Records from a data collection
▽

//! File-backed checkpoint store.
//!
//! Each store is one JSON object on disk mapping synthetic keys
//! (`listing1`, `listing2`, ...) to records. The crawler keeps two of them:
//! the transient *discovered* queue and the durable *completed* output.
//! Loading never fails: a missing or corrupt file yields an empty store.

use serde::de::DeserializeOwned;
use serde::Serialize;
use serde_json::{Map, Value};
use std::marker::PhantomData;
use std::path::{Path, PathBuf};
use thiserror::Error;
use tracing::{debug, info, warn};

const KEY_PREFIX: &str = "listing";

/// Checkpoint store errors
#[derive(Debug, Error)]
pub enum StoreError {
    #[error("I/O error on {path}: {source}")]
    Io {
        path: PathBuf,
        source: std::io::Error,
    },

    #[error("Failed to encode record for {path}: {source}")]
    Encode {
        path: PathBuf,
        source: serde_json::Error,
    },
}

impl StoreError {
    fn io(path: &Path, source: std::io::Error) -> Self {
        StoreError::Io {
            path: path.to_path_buf(),
            source,
        }
    }
}

pub type StoreResult<T> = std::result::Result<T, StoreError>;

/// Ordered key/value store persisted as a single JSON object
#[derive(Debug)]
pub struct CheckpointStore<T> {
    path: PathBuf,
    entries: Map<String, Value>,
    _record: PhantomData<fn() -> T>,
}

impl<T> CheckpointStore<T>
where
    T: Serialize + DeserializeOwned,
{
    /// Creates the file with an empty mapping unless it already exists.
    pub fn initialize(path: &Path) -> StoreResult<()> {
        if path.exists() {
            return Ok(());
        }
        if let Some(parent) = path.parent().filter(|p| !p.as_os_str().is_empty()) {
            std::fs::create_dir_all(parent).map_err(|e| StoreError::io(parent, e))?;
        }
        write_atomic(path, b"{}")?;
        info!("{} created as an empty store", path.display());
        Ok(())
    }

    /// Reads the mapping at `path`.
    ///
    /// A missing file is initialized; an unreadable or corrupt one is moved
    /// aside to `<file>.corrupt` and replaced by an empty mapping.
    pub fn load(path: &Path) -> Map<String, Value> {
        let parsed = std::fs::read_to_string(path)
            .map_err(|e| e.to_string())
            .and_then(|raw| {
                serde_json::from_str::<Map<String, Value>>(&raw).map_err(|e| e.to_string())
            });

        match parsed {
            Ok(entries) => entries,
            Err(reason) => {
                warn!("Error reading {}: {}. Resetting store.", path.display(), reason);
                if path.exists() {
                    let backup = sibling(path, "corrupt");
                    match std::fs::rename(path, &backup) {
                        Ok(()) => warn!("Moved unreadable store to {}", backup.display()),
                        Err(e) => warn!("Could not move {} aside: {}", path.display(), e),
                    }
                }
                if let Err(e) = Self::initialize(path) {
                    warn!("Could not reinitialize {}: {}", path.display(), e);
                }
                Map::new()
            }
        }
    }

    /// Initializes and loads the store at `path`.
    pub fn open(path: impl Into<PathBuf>) -> Self {
        let path = path.into();
        if let Err(e) = Self::initialize(&path) {
            warn!("Could not initialize {}: {}", path.display(), e);
        }
        let entries = Self::load(&path);
        debug!("Loaded {} entries from {}", entries.len(), path.display());

        Self {
            path,
            entries,
            _record: PhantomData,
        }
    }

    /// Overwrites the file with the full current mapping.
    pub fn save(&self) -> StoreResult<()> {
        let json = serde_json::to_vec_pretty(&self.entries).map_err(|source| StoreError::Encode {
            path: self.path.clone(),
            source,
        })?;
        write_atomic(&self.path, &json)
    }

    /// The key the next appended record will receive.
    pub fn next_key(&self) -> String {
        let mut n = self.entries.len() + 1;
        loop {
            let key = format!("{}{}", KEY_PREFIX, n);
            if !self.entries.contains_key(&key) {
                return key;
            }
            n += 1;
        }
    }

    /// Inserts `record` under a fresh key, in memory only.
    pub fn append(&mut self, record: &T) -> StoreResult<String> {
        let value = serde_json::to_value(record).map_err(|source| StoreError::Encode {
            path: self.path.clone(),
            source,
        })?;
        let key = self.next_key();
        self.entries.insert(key.clone(), value);
        Ok(key)
    }

    /// Records in insertion order. Entries that do not decode are skipped.
    pub fn records(&self) -> Vec<(String, T)> {
        self.entries
            .iter()
            .filter_map(|(key, value)| match serde_json::from_value::<T>(value.clone()) {
                Ok(record) => Some((key.clone(), record)),
                Err(e) => {
                    warn!("Skipping malformed entry {} in {}: {}", key, self.path.display(), e);
                    None
                }
            })
            .collect()
    }

    /// The `link` of every entry, including entries that do not decode.
    pub fn links(&self) -> impl Iterator<Item = &str> + '_ {
        self.entries
            .values()
            .filter_map(|value| value.get("link").and_then(Value::as_str))
    }

    pub fn len(&self) -> usize {
        self.entries.len()
    }

    pub fn is_empty(&self) -> bool {
        self.entries.is_empty()
    }

    pub fn path(&self) -> &Path {
        &self.path
    }

    /// Deletes the backing file, consuming the store.
    pub fn remove(self) -> StoreResult<()> {
        match std::fs::remove_file(&self.path) {
            Ok(()) => Ok(()),
            Err(e) if e.kind() == std::io::ErrorKind::NotFound => Ok(()),
            Err(e) => Err(StoreError::io(&self.path, e)),
        }
    }
}

fn sibling(path: &Path, suffix: &str) -> PathBuf {
    let mut name = path.file_name().unwrap_or_default().to_os_string();
    name.push(".");
    name.push(suffix);
    path.with_file_name(name)
}

/// Writes to a temporary sibling and renames it over `path`.
fn write_atomic(path: &Path, contents: &[u8]) -> StoreResult<()> {
    let tmp = sibling(path, "tmp");
    std::fs::write(&tmp, contents).map_err(|e| StoreError::io(&tmp, e))?;
    std::fs::rename(&tmp, path).map_err(|e| StoreError::io(path, e))
}

#[cfg(test)]
mod tests {
    use super::*;
    use crate::models::{Candidate, ListingRecord};
    use tempfile::TempDir;

    fn candidate(url: &str) -> Candidate {
        Candidate {
            url: url.to_string(),
            found: 1,
        }
    }

    #[test]
    fn initialize_creates_empty_mapping_once() {
        let dir = TempDir::new().unwrap();
        let path = dir.path().join("temp.json");

        CheckpointStore::<Candidate>::initialize(&path).unwrap();
        assert_eq!(std::fs::read_to_string(&path).unwrap(), "{}");

        std::fs::write(&path, r#"{"listing1":{"url":"a","found":1}}"#).unwrap();
        CheckpointStore::<Candidate>::initialize(&path).unwrap();
        assert_eq!(CheckpointStore::<Candidate>::load(&path).len(), 1);
    }

    #[test]
    fn missing_file_loads_as_empty() {
        let dir = TempDir::new().unwrap();
        let path = dir.path().join("nested").join("output.json");

        let entries = CheckpointStore::<Candidate>::load(&path);
        assert!(entries.is_empty());
        assert!(path.exists());
    }

    #[test]
    fn corrupt_file_is_reset_and_kept_aside() {
        let dir = TempDir::new().unwrap();
        let path = dir.path().join("output.json");
        std::fs::write(&path, "{ not json").unwrap();

        let store = CheckpointStore::<Candidate>::open(&path);
        assert!(store.is_empty());
        assert_eq!(std::fs::read_to_string(&path).unwrap(), "{}");
        assert_eq!(
            std::fs::read_to_string(dir.path().join("output.json.corrupt")).unwrap(),
            "{ not json"
        );
    }

    #[test]
    fn non_object_json_is_treated_as_corrupt() {
        let dir = TempDir::new().unwrap();
        let path = dir.path().join("output.json");
        std::fs::write(&path, "[1, 2, 3]").unwrap();

        assert!(CheckpointStore::<Candidate>::open(&path).is_empty());
    }

    #[test]
    fn append_save_and_reload_keep_insertion_order() {
        let dir = TempDir::new().unwrap();
        let path = dir.path().join("temp.json");

        let mut store = CheckpointStore::<Candidate>::open(&path);
        for i in 1..=12 {
            store.append(&candidate(&format!("https://x/p/{}", i))).unwrap();
        }
        store.save().unwrap();

        let reopened = CheckpointStore::<Candidate>::open(&path);
        let records = reopened.records();
        assert_eq!(records.len(), 12);
        assert_eq!(records[0].0, "listing1");
        assert_eq!(records[9].0, "listing10");
        assert_eq!(records[11].1.url, "https://x/p/12");
    }

    #[test]
    fn next_key_never_overwrites_existing_entries() {
        let dir = TempDir::new().unwrap();
        let path = dir.path().join("output.json");
        std::fs::write(
            &path,
            r#"{"listing2":{"url":"a","found":1},"listing3":{"url":"b","found":2}}"#,
        )
        .unwrap();

        let mut store = CheckpointStore::<Candidate>::open(&path);
        assert_eq!(store.next_key(), "listing4");
        store.append(&candidate("c")).unwrap();
        assert_eq!(store.len(), 3);
    }

    #[test]
    fn malformed_entries_are_skipped_but_preserved() {
        let dir = TempDir::new().unwrap();
        let path = dir.path().join("output.json");
        std::fs::write(
            &path,
            r#"{"listing1":{"unexpected":true},"listing2":{"url":"b","found":2}}"#,
        )
        .unwrap();

        let mut store = CheckpointStore::<Candidate>::open(&path);
        assert_eq!(store.records().len(), 1);

        store.append(&candidate("c")).unwrap();
        store.save().unwrap();

        let raw: Value = serde_json::from_str(&std::fs::read_to_string(&path).unwrap()).unwrap();
        assert_eq!(raw["listing1"]["unexpected"], true);
        assert_eq!(raw["listing3"]["url"], "c");
    }

    #[test]
    fn links_cover_entries_that_do_not_decode() {
        let dir = TempDir::new().unwrap();
        let path = dir.path().join("output.json");
        std::fs::write(
            &path,
            r#"{
                "listing1": {"link": "https://x/p/1", "location": {"latitude": [51.5, -0.12]}},
                "listing2": {"title": "no link"},
                "listing3": {"link": "https://x/p/3", "title": "C"}
            }"#,
        )
        .unwrap();

        let store = CheckpointStore::<ListingRecord>::open(&path);
        let links: Vec<&str> = store.links().collect();
        assert_eq!(links, vec!["https://x/p/1", "https://x/p/3"]);
    }

    #[test]
    fn remove_deletes_the_file() {
        let dir = TempDir::new().unwrap();
        let path = dir.path().join("temp.json");

        let store = CheckpointStore::<Candidate>::open(&path);
        assert!(path.exists());
        store.remove().unwrap();
        assert!(!path.exists());
    }
}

△

Find the lines in the records that contain the word "unreadable", then copy every one of them.

Answer section:
    /// A missing file is initialized; an unreadable or corrupt one is moved
                        Ok(()) => warn!("Moved unreadable store to {}", backup.display()),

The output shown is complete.